Okonkwo was clearly cut out for great things. He was still young but had won fame as the greatest wrestler in the nine villages. He was a wealthy farmer and had barns full of yams,and had just married his third wife. To crown it all... he had shown incredible prowess in two inter-tribal wars. And so although Okonkwo was still young, he was already one of the greatest men of his time. (p. 8)
Pride goeth before a fall (Proverbs 16:18), but it is far more than Okonkwo's pride that unravels this world.
Things Fall Apart is on the list of the 100 Best Books of All Time. So last fall it made it to my Book Shelf Project.
To me, Things Fall Apart is like a series of Russian nesting dolls.
The first layer is the intricacy of everyday life - the culture of the (fictional) village Umuofia of the Igbo (real) people. Achebe tells what people eat and wear, their rituals for marriage, birth, punishments for transgressions, disease, and death. What gives them strength and joy, and what gives them fear. It is a patriarchal society, ruled by a council of elders and honored men, but Achebe also shows intimate details of the lives of women as well. Achebe creates a fabric of life - in all its richness and dignity, as well as its shortcomings. It is how they make sense of the world, and their place in the world.
The second layer is the rise and fall of Okonkwo. He is a tragic hero: Okonkwo sometimes makes bad choices, or he can be hard-hearted, but much of the tragedy is just unfortunate circumstances, an accident, or bad timing. Okonkwo is as compelling as Oedipus, King Lear, Captain Ahab, or Willy Loman.
The outermost layer tells of how this ancient Igbo culture was completely undone, destroyed from both the inside out, and the outside in, by Europeans. First it is Anglican missionaries who attempt to undo nearly all the cultural practices of the Igbo. Uplifting seasonal rituals are labeled as "false," but the missionaries really rail against "barbarism" (infants who are left to die of exposure in the forest; sickly, contagious adults who are ostracized from the rest of the community). This is the "inside out." These are practices that, sad or not, "work" for the Igbo, and have done so for countless generations. Christianity disrupts their tribal custom and creates instability in this society, undoing the cohesive mythology and politics of the tribe.
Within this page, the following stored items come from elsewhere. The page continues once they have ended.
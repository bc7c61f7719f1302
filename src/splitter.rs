use crate::config::MIN_TOKEN_LENGTH;
use std::collections::BTreeSet;

/// Word tokenizer shared by the pre-filter's build and query sides. A token
/// is a maximal run of alphanumeric characters.
pub struct Splitter {
    min_token_length: usize,
}

impl Splitter {
    pub fn new() -> Self {
        Splitter { min_token_length: MIN_TOKEN_LENGTH }
    }

    pub fn with_min_length(min_token_length: usize) -> Self {
        Splitter { min_token_length }
    }

    /// Tokens of at least the minimum length, in text order, case preserved.
    pub fn tokens<'a>(&self, text: &'a str) -> impl Iterator<Item = &'a str> + 'a {
        let min = self.min_token_length;
        text.split(|c: char| !c.is_alphanumeric())
            .filter(move |token| !token.is_empty() && token.chars().count() >= min)
    }

    /// Distinct lower-cased tokens.
    pub fn vocabulary(&self, text: &str) -> Vec<String> {
        self.tokens(text)
            .map(|word| word.to_lowercase())
            .collect::<BTreeSet<_>>()
            .into_iter()
            .collect()
    }
}

impl Default for Splitter {
    fn default() -> Self {
        Self::new()
    }
}
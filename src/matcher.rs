use crate::term::Occurrence;

/// Cheap yes/no matching capability shared by the exact matcher and the
/// probabilistic pre-filter.
pub trait MatcherLike: Send + Sync {
    fn has_match(&self, text: &str) -> bool;
}

/// Exact matching that can also report where each term occurs.
pub trait OccurrenceMatcherLike: MatcherLike {
    fn get_matches(&self, text: &str) -> Vec<Occurrence>;
}
use std::fmt;

#[derive(Debug)]
pub enum MineError {
    UnsupportedProtocol(String),
    RequestTimeout(String),
    AlreadyExists(String),
    Transport(String),
    LeaseExpiredOnAck(String),
    Decompression(String),
    Queue(String),
    Store(String),
    Parse(String),
    Config(String),
    Io(std::io::Error),
    Serialization(serde_json::Error),
    Other(String),
}

impl MineError {
    /// Transient failures that the fixed-budget retry wrappers may try again.
    pub fn is_retryable(&self) -> bool {
        matches!(
            self,
            MineError::RequestTimeout(_)
                | MineError::Transport(_)
                | MineError::LeaseExpiredOnAck(_)
                | MineError::Queue(_)
        )
    }
}

impl fmt::Display for MineError {
    fn fmt(&self, f: &mut fmt::Formatter<'_>) -> fmt::Result {
        match self {
            MineError::UnsupportedProtocol(e) => write!(f, "Unsupported protocol: {}", e),
            MineError::RequestTimeout(e) => write!(f, "Request timed out: {}", e),
            MineError::AlreadyExists(e) => write!(f, "Already exists: {}", e),
            MineError::Transport(e) => write!(f, "Transport error: {}", e),
            MineError::LeaseExpiredOnAck(e) => write!(f, "Lease expired on ack: {}", e),
            MineError::Decompression(e) => write!(f, "Decompression error: {}", e),
            MineError::Queue(e) => write!(f, "Queue error: {}", e),
            MineError::Store(e) => write!(f, "Store error: {}", e),
            MineError::Parse(e) => write!(f, "Parse error: {}", e),
            MineError::Config(e) => write!(f, "Config error: {}", e),
            MineError::Io(e) => write!(f, "IO error: {}", e),
            MineError::Serialization(e) => write!(f, "Serialization error: {}", e),
            MineError::Other(e) => write!(f, "Error: {}", e),
        }
    }
}

impl std::error::Error for MineError {}

impl From<std::io::Error> for MineError {
    fn from(err: std::io::Error) -> Self {
        MineError::Io(err)
    }
}

impl From<serde_json::Error> for MineError {
    fn from(err: serde_json::Error) -> Self {
        MineError::Serialization(err)
    }
}

impl From<tokio::task::JoinError> for MineError {
    fn from(err: tokio::task::JoinError) -> Self {
        MineError::Other(format!("task failed: {}", err))
    }
}

impl From<String> for MineError {
    fn from(err: String) -> Self {
        MineError::Other(err)
    }
}

impl From<&str> for MineError {
    fn from(err: &str) -> Self {
        MineError::Other(err.to_string())
    }
}
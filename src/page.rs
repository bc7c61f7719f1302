use crate::term::Occurrence;
use serde::{Deserialize, Serialize};
use std::collections::HashMap;

pub const TYPE_HEADER: &str = "WARC-Type";
pub const CONVERSION_TYPE: &str = "conversion";
pub const TARGET_URI_HEADER: &str = "WARC-Target-URI";

/// One record as emitted by an archive-record parser.
#[derive(Debug, Clone, PartialEq, Eq)]
pub struct Record {
    pub protocol: String,
    pub headers: HashMap<String, String>,
    pub content: String,
}

#[derive(Debug, Clone, PartialEq, Serialize, Deserialize)]
pub struct Page {
    pub protocol: String,
    pub headers: HashMap<String, String>,
    pub content: String,
    #[serde(default)]
    pub occurrences: Vec<Occurrence>,
}

impl Page {
    pub fn new(protocol: &str, headers: HashMap<String, String>, content: &str) -> Self {
        Self {
            protocol: protocol.to_string(),
            headers,
            content: content.to_string(),
            occurrences: Vec::new(),
        }
    }

    /// Header keys are matched case-sensitively, as received.
    pub fn is_web_page(&self) -> bool {
        self.headers.get(TYPE_HEADER).map(|t| t == CONVERSION_TYPE).unwrap_or(false)
    }

    pub fn target_uri(&self) -> Option<&str> {
        self.headers.get(TARGET_URI_HEADER).map(|s| s.as_str())
    }

    pub fn distinct_terms(&self) -> usize {
        self.occurrences.len()
    }

    pub fn total_occurrences(&self) -> usize {
        self.occurrences.iter().map(|o| o.count()).sum()
    }
}

impl From<Record> for Page {
    fn from(record: Record) -> Self {
        Self {
            protocol: record.protocol,
            headers: record.headers,
            content: record.content,
            occurrences: Vec::new(),
        }
    }
}

#[cfg(test)]
mod tests {
    use super::*;

    fn headers(pairs: &[(&str, &str)]) -> HashMap<String, String> {
        pairs.iter().map(|(k, v)| (k.to_string(), v.to_string())).collect()
    }

    #[test]
    fn test_conversion_records_are_web_pages() {
        let page = Page::new("WARC/1.0", headers(&[("WARC-Type", "conversion")]), "text");
        assert!(page.is_web_page());
    }

    #[test]
    fn test_other_records_are_not_web_pages() {
        let warcinfo = Page::new("WARC/1.0", headers(&[("WARC-Type", "warcinfo")]), "");
        assert!(!warcinfo.is_web_page());
        let lowercase_key = Page::new("WARC/1.0", headers(&[("warc-type", "conversion")]), "");
        assert!(!lowercase_key.is_web_page());
        let missing = Page::new("WARC/1.0", HashMap::new(), "");
        assert!(!missing.is_web_page());
    }

    #[test]
    fn test_from_record_starts_without_occurrences() {
        let record = Record {
            protocol: "WARC/1.0".to_string(),
            headers: headers(&[("WARC-Target-URI", "http://example.com/")]),
            content: "body".to_string(),
        };
        let page = Page::from(record);
        assert!(page.occurrences.is_empty());
        assert_eq!(page.target_uri(), Some("http://example.com/"));
        assert_eq!(page.total_occurrences(), 0);
    }
}
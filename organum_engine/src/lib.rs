// Organum Engine
//
// A note-against-note counterpoint generator for the earliest written
// polyphony. Given a chant melody, a historical style, and a mode final,
// the engine adds a second voice (the vox organalis) below or around the
// chant by depth-first search: hard treatise rules prune the candidates and
// style-weighted costs order the survivors, with backtracking to recover
// from dead ends. Three styles span two centuries of practice, from strict
// parallel motion to free contrary-motion writing.
//
// Architecture:
// - style.rs: The three treatise styles (allowed intervals, crossing
//   policy, motion weights)
// - rules.rs: Ordered hard-constraint pipeline with stable rejection codes
// - scoring.rs: Additive soft-cost function over motion, register, and
//   accidentals
// - generator.rs: Backtracking search with dead-state memoization and a
//   step budget
// - analysis.rs: Per-position interval/consonance/motion annotation and a
//   text table
// - midi.rs: Two-track MIDI file output for listening
//
// Generation is fully deterministic: equal inputs produce equal voices.

pub mod analysis;
pub mod generator;
pub mod midi;
pub mod rules;
pub mod scoring;
pub mod style;
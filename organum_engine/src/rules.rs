// Hard constraint pipeline for candidate organal notes.
//
// Every candidate passes through an ordered short-circuit sequence of
// checks; the first failure wins and its reason is reported. The order is
// part of the contract: a vertical tritone is always reported as
// VERTICAL_TRITONE even when its size would also be forbidden, and cadence
// reasons only ever surface at the final index.
//
// Stages, in order: vertical consonance against the chant, melodic legality
// from the previous organal note, range and crossing limits, cadence rules.
// Rejections are data for the generator and the analysis tooling, not
// errors; a rejected candidate is simply not a move.

use serde::{Deserialize, Serialize};

use organum_theory::{Interval, ModeFinal, Pitch, Quality};

use crate::style::StyleConfig;

/// Widest allowed gap between the voices: an octave plus a fifth, in
/// semitones.
pub const MAX_VOICE_DISTANCE: i32 = 19;

/// Largest allowed melodic leap in generic size. Octaves are exempted
/// separately.
pub const MAX_LEAP: i32 = 5;

/// One search position as seen by the rule filter and the scorer.
///
/// `prev_organum` and `prev_chant` are None at the first position and always
/// present together afterwards.
#[derive(Debug, Clone, Copy)]
pub struct StepContext {
    pub chant: Pitch,
    pub prev_organum: Option<Pitch>,
    pub prev_chant: Option<Pitch>,
    pub index: usize,
    pub total_len: usize,
}

impl StepContext {
    pub fn is_last(&self) -> bool {
        self.index + 1 == self.total_len
    }
}

/// Reasons a candidate is rejected. Closed set, matched exhaustively by the
/// generator and the analysis tooling.
#[derive(Debug, Clone, Copy, PartialEq, Eq, Serialize, Deserialize)]
pub enum Rejection {
    /// The chant/candidate dyad is a tritone. Forbidden in every style.
    VerticalTritone,
    /// The vertical simple size is not in the style's allowed set.
    ForbiddenIntervalSize,
    /// The vertical quality is augmented or diminished.
    BadIntervalQuality,
    /// The melodic step from the previous organal note is a tritone.
    MelodicTritone,
    /// A melodic leap beyond a fifth, and not an octave.
    LeapTooLarge,
    /// A chromatic step on one staff position, F to F# and the like.
    ChromaticSemistep,
    /// The candidate sounds above the chant in a style that forbids it.
    VoiceCrossingForbidden,
    /// The voices are more than an octave plus a fifth apart.
    ExcessiveDistance,
    /// The closing dyad is not a unison or octave.
    CadenceMustBeUnisonOrOctave,
    /// The closing organal note is not on the mode final.
    CadenceMustMatchFinal,
}

impl Rejection {
    /// Canonical reason code, stable for logs and external tooling.
    pub fn code(self) -> &'static str {
        match self {
            Rejection::VerticalTritone => "VERTICAL_TRITONE",
            Rejection::ForbiddenIntervalSize => "FORBIDDEN_INTERVAL_SIZE",
            Rejection::BadIntervalQuality => "BAD_INTERVAL_QUALITY",
            Rejection::MelodicTritone => "MELODIC_TRITONE",
            Rejection::LeapTooLarge => "LEAP_TOO_LARGE",
            Rejection::ChromaticSemistep => "CHROMATIC_SEMISTEP",
            Rejection::VoiceCrossingForbidden => "VOICE_CROSSING_FORBIDDEN",
            Rejection::ExcessiveDistance => "EXCESSIVE_DISTANCE",
            Rejection::CadenceMustBeUnisonOrOctave => "CADENCE_MUST_BE_U_OR_8",
            Rejection::CadenceMustMatchFinal => "CADENCE_MUST_MATCH_FINAL",
        }
    }
}

/// Run the whole pipeline for one candidate. `Ok(())` means the candidate is
/// legal at this position.
pub fn check_step(
    ctx: &StepContext,
    candidate: Pitch,
    config: &StyleConfig,
    mode_final: ModeFinal,
) -> Result<(), Rejection> {
    check_vertical(ctx.chant, candidate, config)?;
    if let Some(prev) = ctx.prev_organum {
        check_melodic(prev, candidate)?;
    }
    check_spacing(ctx.chant, candidate, config)?;
    if ctx.is_last() {
        check_cadence(ctx.chant, candidate, mode_final)?;
    }
    Ok(())
}

/// Stage 1: the simultaneous interval against the chant.
fn check_vertical(chant: Pitch, candidate: Pitch, config: &StyleConfig) -> Result<(), Rejection> {
    let vertical = Interval::between(candidate, chant);

    if vertical.is_tritone() {
        return Err(Rejection::VerticalTritone);
    }
    if !config.allows_vertical(vertical.simple_size) {
        return Err(Rejection::ForbiddenIntervalSize);
    }
    if matches!(vertical.quality, Quality::Augmented | Quality::Diminished) {
        return Err(Rejection::BadIntervalQuality);
    }
    Ok(())
}

/// Stage 2: the melodic step of the organal voice itself.
fn check_melodic(prev: Pitch, candidate: Pitch) -> Result<(), Rejection> {
    let melodic = Interval::between(prev, candidate);

    if melodic.is_tritone() {
        return Err(Rejection::MelodicTritone);
    }
    if melodic.generic_size > MAX_LEAP && melodic.generic_size != 8 {
        return Err(Rejection::LeapTooLarge);
    }
    // A chromatic semistep stays on one staff letter while moving in pitch:
    // the residue test lets perfect octave leaps through (12 semitones) while
    // catching augmented unisons and mistuned octaves.
    if melodic.simple_size == 1 && melodic.semitones % 12 != 0 {
        return Err(Rejection::ChromaticSemistep);
    }
    Ok(())
}

/// Stage 3: register limits between the voices.
fn check_spacing(chant: Pitch, candidate: Pitch, config: &StyleConfig) -> Result<(), Rejection> {
    if !config.allow_voice_crossing && candidate.midi() > chant.midi() {
        return Err(Rejection::VoiceCrossingForbidden);
    }
    if (chant.midi() - candidate.midi()).abs() > MAX_VOICE_DISTANCE {
        return Err(Rejection::ExcessiveDistance);
    }
    Ok(())
}

/// Stage 4: the occursus. Only evaluated at the final index.
fn check_cadence(chant: Pitch, candidate: Pitch, mode_final: ModeFinal) -> Result<(), Rejection> {
    let vertical = Interval::between(candidate, chant);

    // Unisons and octaves both fold to simple size 1.
    if vertical.simple_size != 1 {
        return Err(Rejection::CadenceMustBeUnisonOrOctave);
    }
    if !mode_final.matches(candidate) {
        return Err(Rejection::CadenceMustMatchFinal);
    }
    Ok(())
}

#[cfg(test)]
mod tests {
    use super::*;
    use crate::style::Style;

    fn p(text: &str) -> Pitch {
        text.parse().unwrap()
    }

    /// Mid-line context: position 0 of a ten-note chant, so cadence rules
    /// stay out of the way unless a test asks for them.
    fn ctx(chant: &str) -> StepContext {
        StepContext {
            chant: p(chant),
            prev_organum: None,
            prev_chant: None,
            index: 0,
            total_len: 10,
        }
    }

    fn ctx_after(chant: &str, prev_organum: &str, prev_chant: &str) -> StepContext {
        StepContext {
            chant: p(chant),
            prev_organum: Some(p(prev_organum)),
            prev_chant: Some(p(prev_chant)),
            index: 1,
            total_len: 10,
        }
    }

    fn last_ctx(chant: &str, index: usize, total_len: usize) -> StepContext {
        StepContext {
            chant: p(chant),
            prev_organum: None,
            prev_chant: None,
            index,
            total_len,
        }
    }

    #[test]
    fn test_enchiriadis_rejects_thirds_micrologus_allows() {
        let third = check_step(
            &ctx("G4"),
            p("E4"),
            Style::Enchiriadis.config(),
            ModeFinal::G,
        );
        assert_eq!(third, Err(Rejection::ForbiddenIntervalSize));

        let fifth = check_step(
            &ctx("G4"),
            p("C4"),
            Style::Enchiriadis.config(),
            ModeFinal::G,
        );
        assert_eq!(fifth, Ok(()));

        let third = check_step(
            &ctx("G4"),
            p("E4"),
            Style::Micrologus.config(),
            ModeFinal::G,
        );
        assert_eq!(third, Ok(()));
    }

    #[test]
    fn test_vertical_tritone_forbidden_in_every_style() {
        for style in Style::ALL {
            assert_eq!(
                check_step(&ctx("B4"), p("F4"), style.config(), ModeFinal::G),
                Err(Rejection::VerticalTritone),
                "tritone must fail under {}",
                style.id()
            );
        }
    }

    #[test]
    fn test_octave_leap_allowed_seventh_rejected() {
        let octave = check_step(
            &ctx_after("G4", "C4", "G4"),
            p("C5"),
            Style::AdOrganumFaciendum.config(),
            ModeFinal::G,
        );
        assert_eq!(octave, Ok(()));

        let seventh = check_step(
            &ctx_after("G4", "C4", "G4"),
            p("B4"),
            Style::AdOrganumFaciendum.config(),
            ModeFinal::G,
        );
        assert_eq!(seventh, Err(Rejection::LeapTooLarge));
    }

    #[test]
    fn test_melodic_tritone_rejected() {
        // F4 to B4 melodically, while B4 sits consonant against the chant E4.
        let result = check_step(
            &ctx_after("E4", "F4", "C4"),
            p("B4"),
            Style::Micrologus.config(),
            ModeFinal::G,
        );
        assert_eq!(result, Err(Rejection::MelodicTritone));
    }

    #[test]
    fn test_chromatic_semistep_rejected() {
        // F4 to F#4: same staff letter, one semitone.
        let result = check_step(
            &ctx_after("B3", "F4", "C4"),
            p("F#4"),
            Style::Micrologus.config(),
            ModeFinal::G,
        );
        assert_eq!(result, Err(Rejection::ChromaticSemistep));
    }

    #[test]
    fn test_crossing_forbidden_only_where_style_says() {
        // D5 sounds a fifth above the chant G4.
        let crossed = check_step(&ctx("G4"), p("D5"), Style::Enchiriadis.config(), ModeFinal::G);
        assert_eq!(crossed, Err(Rejection::VoiceCrossingForbidden));

        let crossed = check_step(&ctx("G4"), p("D5"), Style::Micrologus.config(), ModeFinal::G);
        assert_eq!(crossed, Ok(()));
    }

    #[test]
    fn test_excessive_distance() {
        // Two octaves below the chant: 24 semitones, past the octave+fifth cap.
        let result = check_step(
            &ctx("G4"),
            p("G2"),
            Style::Micrologus.config(),
            ModeFinal::G,
        );
        assert_eq!(result, Err(Rejection::ExcessiveDistance));

        // Exactly an octave plus a fifth is still legal.
        let result = check_step(
            &ctx("G4"),
            p("C3"),
            Style::Micrologus.config(),
            ModeFinal::G,
        );
        assert_eq!(result, Ok(()));
    }

    #[test]
    fn test_cadence_unison_or_octave_on_the_final() {
        let last = last_ctx("G4", 9, 10);

        // Octave below the chant, on the final: a proper occursus.
        assert_eq!(
            check_step(&last, p("G3"), Style::Micrologus.config(), ModeFinal::G),
            Ok(())
        );
        // Unison works too.
        assert_eq!(
            check_step(&last, p("G4"), Style::Micrologus.config(), ModeFinal::G),
            Ok(())
        );
        // A fifth below is consonant mid-line but not a cadence.
        assert_eq!(
            check_step(&last, p("C4"), Style::Micrologus.config(), ModeFinal::G),
            Err(Rejection::CadenceMustBeUnisonOrOctave)
        );
    }

    #[test]
    fn test_cadence_must_match_final() {
        // Chant ends on D, mode final is G: the unison D organum is a
        // unison but on the wrong step.
        let last = last_ctx("D4", 9, 10);
        assert_eq!(
            check_step(&last, p("D4"), Style::Micrologus.config(), ModeFinal::G),
            Err(Rejection::CadenceMustMatchFinal)
        );
    }

    #[test]
    fn test_cadence_rules_silent_mid_line() {
        // Same dyad passes at index 0 of a longer chant.
        assert_eq!(
            check_step(&ctx("D4"), p("D4"), Style::Micrologus.config(), ModeFinal::G),
            Ok(())
        );
    }

    #[test]
    fn test_reason_codes_are_stable() {
        assert_eq!(Rejection::VerticalTritone.code(), "VERTICAL_TRITONE");
        assert_eq!(
            Rejection::CadenceMustBeUnisonOrOctave.code(),
            "CADENCE_MUST_BE_U_OR_8"
        );
        assert_eq!(
            Rejection::CadenceMustMatchFinal.code(),
            "CADENCE_MUST_MATCH_FINAL"
        );
        assert_eq!(Rejection::ChromaticSemistep.code(), "CHROMATIC_SEMISTEP");
    }
}
// Per-position annotation of a finished two-voice setting.
//
// The generator returns bare pitches; this module pairs them back up with
// the chant and measures what a reader of the score would see: the vertical
// interval, its consonance class, and the motion from the previous pair.
// Rows serialize for external tooling and render as an aligned text table
// for the command line.

use serde::{Deserialize, Serialize};

use organum_theory::{Consonance, Dyad, Interval, Motion, Pitch, Quality};

/// One analyzed position: the sounding dyad plus its measurements.
#[derive(Debug, Clone, Serialize, Deserialize)]
pub struct AnalysisRow {
    pub index: usize,
    pub cantus: Pitch,
    pub organum: Pitch,
    pub interval: Interval,
    pub consonance: Consonance,
    /// Motion from the previous row. None on the first row.
    pub motion: Option<Motion>,
}

/// Annotate the voices position by position. When the voices differ in
/// length the extra tail is ignored.
pub fn analyze(chant: &[Pitch], organum: &[Pitch]) -> Vec<AnalysisRow> {
    let len = chant.len().min(organum.len());
    let mut rows = Vec::with_capacity(len);

    for index in 0..len {
        let dyad = Dyad::new(chant[index], organum[index]);
        let motion = index
            .checked_sub(1)
            .map(|prev| Motion::classify(Dyad::new(chant[prev], organum[prev]), dyad));
        let interval = dyad.interval();

        rows.push(AnalysisRow {
            index,
            cantus: dyad.cantus,
            organum: dyad.organum,
            interval,
            consonance: interval.consonance(),
            motion,
        });
    }
    rows
}

/// Render rows as an aligned text table, one position per line, with a
/// header row. Intended for terminal output.
pub fn render_table(rows: &[AnalysisRow]) -> String {
    let mut out = String::new();
    out.push_str(&format!(
        "{:>4}  {:>6}  {:>7}  {:>8}  {:<9}  {}\n",
        "pos", "cantus", "organum", "interval", "class", "motion"
    ));
    for row in rows {
        out.push_str(&format!(
            "{:>4}  {:>6}  {:>7}  {:>8}  {:<9}  {}\n",
            row.index,
            row.cantus.to_string(),
            row.organum.to_string(),
            interval_label(&row.interval),
            consonance_label(row.consonance),
            row.motion.map(Motion::name).unwrap_or("-"),
        ));
    }
    out
}

fn interval_label(interval: &Interval) -> String {
    let quality = match interval.quality {
        Quality::Perfect => "P",
        Quality::Major => "M",
        Quality::Minor => "m",
        Quality::Augmented => "A",
        Quality::Diminished => "d",
        Quality::Unknown => "?",
    };
    format!("{}{}", quality, interval.generic_size)
}

fn consonance_label(consonance: Consonance) -> &'static str {
    match consonance {
        Consonance::Perfect => "perfect",
        Consonance::Imperfect => "imperfect",
        Consonance::Dissonant => "dissonant",
    }
}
Igbo society cannot withstand the onslaught of colonization and Western legalism. This is the "outside in." They are no match for countless troops, modern weapons, or the British colonial courts and prisons. It is a clash of two cultures, one so much stronger than the other, and the foreign one unwilling to recognize the value or dignity of the local one.
This is a "limited-omniscient" 3rd-person narrative. For all but the final page, it is told from the perspective and sensibility of the villagers. The final, jarring page allows us to glimpse the thoughts of the British District Commissioner. There has been increasing conflict between the villagers and the colonists. In a rage, Okonkwo kills a colonial messenger, and then hangs himself. The Igbo have a taboo against touching the body of a suicide, and entreat the colonists to do it:
In the many years in which [the District Commissioner] had toiled to bring civilization to different parts of Africa he had learned a number of things. One of them was that a District Commissioner must never attend to such undignified details as cutting a hanged man from a tree. Such attention would give the natives a poor opinion of him. In the book which he planned to write he would stress that point. As he walked back to the court he thought about that book. Every day brought him some new material. The story of this man who had killed a messenger and hanged himself would make interesting reading. One could almost write a whole chapter on him. Perhaps not a whole chapter but a reasonable paragraph, at any rate. There was so much to include, and one much be firm in cutting out details. He had already chose the title of the book, after much thought: The Pacification of the Primitive Tribes of the Lower Niger. (p. 209)And so the truth is revealed.
Through the book we have grown to understand Okonkwo, a complex man like any other, with strengths and his flaws, his family and friends. But to the District Commissioner, and by extension, the "civilized world," Okonkwo is merely another nameless anecdote in a how-to manual on subjugating a people.
Have you read this book? For school or otherwise? What did you think? And how do you feel at the end?